Em Portugal, o novo Estatuto do Aluno proíbe os estudantes de levarem telemóveis para as escolas. No entanto, isso não impediu a ocorrência, em Março de 2008, do triste episódio na Escola Secundária Carolina Michaëlis, no Porto. A cena, gravada por um aluno e posta a circular no Youtube, mostrava uma disputa entre uma aluna e uma professora que lhe tentava retirar o telemóvel. Na altura, este episódio, transmitido pelos canais televisivos, chocou os portugueses e instalou a polémica na sociedade. Porque a vítima de bullying, neste caso, não era uma criança ou adolescente – situações tão banais que parecem já não merecer reflexão – mas a própria professora, o que estendia o triste fenómeno a qualquer faixa etária.

Infelizmente, todos os dias nos mais variados sítios da Internet encontramos situações bem mais graves. Pessoas espancadas até à inconsciência, brincadeiras perigosas que culminam em graves danos para a saúde. Um sem fim de situações que mostram o pior do ser humano.

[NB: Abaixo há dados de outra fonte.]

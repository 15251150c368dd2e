//! Full index build: sequential scan, parallel analysis, single merge, atomic save.

use std::fs;
use std::path::{Path, PathBuf};
use std::sync::Arc;
use std::time::Instant;

use indicatif::{ProgressBar, ProgressStyle};
use rayon::prelude::*;
use tokio_util::sync::CancellationToken;
use tracing::{debug, info, warn};

use crate::config::Config;
use crate::error::{BuildReport, DegradedFile, IndexError, ProcessingStage, Result};
use crate::indexer::{term_frequencies, Analyzer, ParserRegistry, Walker};
use crate::model::{index_key, FileSummary, Index};
use crate::storage::IndexStore;

/// Everything a build produced, including a failed save
#[derive(Debug)]
pub struct BuildOutcome {
    pub index: Index,
    pub report: BuildReport,
    /// Where the index was (or would have been) written
    pub output_path: PathBuf,
    /// Set when the index could not be saved; `index` is still valid
    pub persist_error: Option<IndexError>,
}

impl BuildOutcome {
    pub fn persisted(&self) -> bool {
        self.persist_error.is_none()
    }
}

/// One analyzed file on its way into the index
struct FileResult {
    key: String,
    summary: FileSummary,
    degraded: Vec<DegradedFile>,
}

/// Builds a complete [`Index`] for one project root
pub struct IndexBuilder {
    root: PathBuf,
    config: Config,
    registry: Arc<ParserRegistry>,
    cancel: CancellationToken,
    progress: bool,
}

impl IndexBuilder {
    pub fn new(root: impl Into<PathBuf>, config: Config) -> Self {
        Self {
            root: root.into(),
            config,
            registry: Arc::new(ParserRegistry::new()),
            cancel: CancellationToken::new(),
            progress: false,
        }
    }

    /// Abort the build when `token` is cancelled. Checked before each file.
    pub fn with_cancellation(mut self, token: CancellationToken) -> Self {
        self.cancel = token;
        self
    }

    /// Show a terminal progress bar while analyzing
    pub fn with_progress(mut self, enabled: bool) -> Self {
        self.progress = enabled;
        self
    }

    pub fn with_registry(mut self, registry: Arc<ParserRegistry>) -> Self {
        self.registry = registry;
        self
    }

    pub fn root(&self) -> &Path {
        &self.root
    }

    pub fn config(&self) -> &Config {
        &self.config
    }

    /// Default output location for this project
    pub fn default_output(&self) -> PathBuf {
        self.config.index_path(&self.root)
    }

    /// Run the build and persist to `output` (or the project default).
    ///
    /// Only a missing root, bad configuration or cancellation fail the call.
    /// Per-file problems end up in the report and a failed save in
    /// `persist_error`.
    pub fn build(&self, output: Option<&Path>) -> Result<BuildOutcome> {
        let start = Instant::now();
        self.config.indexer.validate()?;

        // Stage 1: discovery (sequential)
        let walker = Walker::new(&self.root, &self.config.indexer);
        let mut source_files = walker.scan()?;
        let files: Vec<PathBuf> = source_files.by_ref().collect();
        let mut degraded: Vec<DegradedFile> = source_files
            .into_warnings()
            .into_iter()
            .map(|w| {
                let path = w
                    .path
                    .as_deref()
                    .and_then(|p| p.strip_prefix(&self.root).ok())
                    .map(Path::to_path_buf)
                    .or(w.path)
                    .unwrap_or_default();
                DegradedFile::new(path, ProcessingStage::Scan, w.message)
            })
            .collect();

        info!("Indexing {} files under {:?}", files.len(), self.root);

        // Stage 2: analysis (parallel, one analyzer per worker)
        let results = self.analyze_files(&files)?;

        if self.cancel.is_cancelled() {
            info!("Index build cancelled, nothing persisted");
            return Err(IndexError::Cancelled);
        }

        // Stage 3: merge. Keys are disjoint, insertion order does not matter.
        let mut index = Index::new();
        for result in results {
            degraded.extend(result.degraded);
            index.files.insert(result.key, result.summary);
        }

        let report = BuildReport::new(index.len(), degraded);
        for file in &report.degraded {
            warn!("Degraded {} at {} stage: {}", file.path.display(), file.stage, file.reason);
        }

        // Stage 4: persistence
        let output_path = output
            .map(Path::to_path_buf)
            .unwrap_or_else(|| self.default_output());
        let persist_error = match IndexStore::at(&output_path).save(&index) {
            Ok(()) => None,
            Err(e) => {
                warn!("Index built but not saved: {}", e);
                Some(e)
            }
        };

        info!(
            "{} in {:.2}s ({} symbols)",
            report.summary(),
            start.elapsed().as_secs_f64(),
            index.symbol_count()
        );

        Ok(BuildOutcome {
            index,
            report,
            output_path,
            persist_error,
        })
    }

    fn analyze_files(&self, files: &[PathBuf]) -> Result<Vec<FileResult>> {
        let progress = self.create_progress_bar(files.len());
        let max_bytes = self.config.indexer.max_file_bytes;
        let threads = self
            .config
            .indexer
            .parallel_threads
            .unwrap_or_else(num_cpus::get);
        debug!("Analyzing {} files on {} threads", files.len(), threads);

        let run = || -> Vec<Option<FileResult>> {
            files
                .par_iter()
                .map_init(
                    || Analyzer::with_registry(Arc::clone(&self.registry)),
                    |analyzer, rel| {
                        if self.cancel.is_cancelled() {
                            return None;
                        }
                        let result = analyze_file(analyzer, &self.root, rel, max_bytes);
                        progress.inc(1);
                        Some(result)
                    },
                )
                .collect()
        };

        let results = match self.config.indexer.parallel_threads {
            Some(threads) => rayon::ThreadPoolBuilder::new()
                .num_threads(threads)
                .build()
                .map_err(|e| IndexError::InvalidConfig {
                    reason: format!("cannot start {} analyzer threads: {}", threads, e),
                })?
                .install(run),
            None => run(),
        };

        progress.finish_and_clear();

        if results.iter().any(Option::is_none) {
            return Err(IndexError::Cancelled);
        }
        Ok(results.into_iter().flatten().collect())
    }

    fn create_progress_bar(&self, total: usize) -> ProgressBar {
        if !self.progress {
            return ProgressBar::hidden();
        }
        let pb = ProgressBar::new(total as u64);
        if let Ok(style) = ProgressStyle::default_bar()
            .template("{spinner:.green} [{elapsed_precise}] Files: [{bar:40.cyan/blue}] {pos}/{len} {msg}")
        {
            pb.set_style(style.progress_chars("#>-"));
        }
        pb
    }
}

/// Read and analyze one file. Never fails: problems become degraded entries.
fn analyze_file(analyzer: &mut Analyzer, root: &Path, rel: &Path, max_bytes: u64) -> FileResult {
    let key = index_key(rel);
    let abs = root.join(rel);

    let bytes = match fs::read(&abs) {
        Ok(bytes) => bytes,
        Err(e) => {
            debug!("Failed to read {:?}: {}", abs, e);
            return FileResult {
                key,
                summary: FileSummary::default(),
                degraded: vec![DegradedFile::new(rel, ProcessingStage::FileRead, e.to_string())],
            };
        }
    };
    let content = String::from_utf8_lossy(&bytes);

    if bytes.len() as u64 > max_bytes {
        return FileResult {
            key,
            summary: FileSummary::terms_only(term_frequencies(&content)),
            degraded: vec![DegradedFile::new(
                rel,
                ProcessingStage::FileRead,
                format!("{} bytes exceeds limit of {}, indexed terms only", bytes.len(), max_bytes),
            )],
        };
    }

    let analysis = analyzer.analyze(rel, &content);
    debug!(
        "Analyzed {} ({} symbols, {} terms)",
        key,
        analysis.summary.symbols.len(),
        analysis.summary.terms.len()
    );

    FileResult {
        key,
        summary: analysis.summary,
        degraded: analysis.degraded.into_iter().collect(),
    }
}

/// Build and persist the index for `root`.
///
/// Uses `.cswarm/config.toml` when present and valid, defaults otherwise.
/// A failed save is logged and the in-memory index is still returned.
pub fn build_index(root: &Path, output: Option<&Path>) -> Result<Index> {
    let config = project_config(root);
    let outcome = IndexBuilder::new(root, config).build(output)?;
    Ok(outcome.index)
}

/// Load the persisted index for `root`, or an empty index if there is none.
pub fn load_index(root: &Path) -> Index {
    IndexStore::for_project(root, &project_config(root)).load_or_empty()
}

fn project_config(root: &Path) -> Config {
    Config::load(root).unwrap_or_else(|e| {
        warn!("Using default configuration: {:#}", e);
        Config::default()
    })
}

Apesar da existência de leis que regulam estes comportamentos, está provado que isso não é suficiente e que será necessária uma mudança social muito mais estrutural. Essa mudança exigirá sobretudo que a escola, a família e a sociedade como um todo sejam capazes de funcionar como veículos de transmissão e de ensino dos valores - cívicos, éticos, morais - pelos quais se pretendem regular.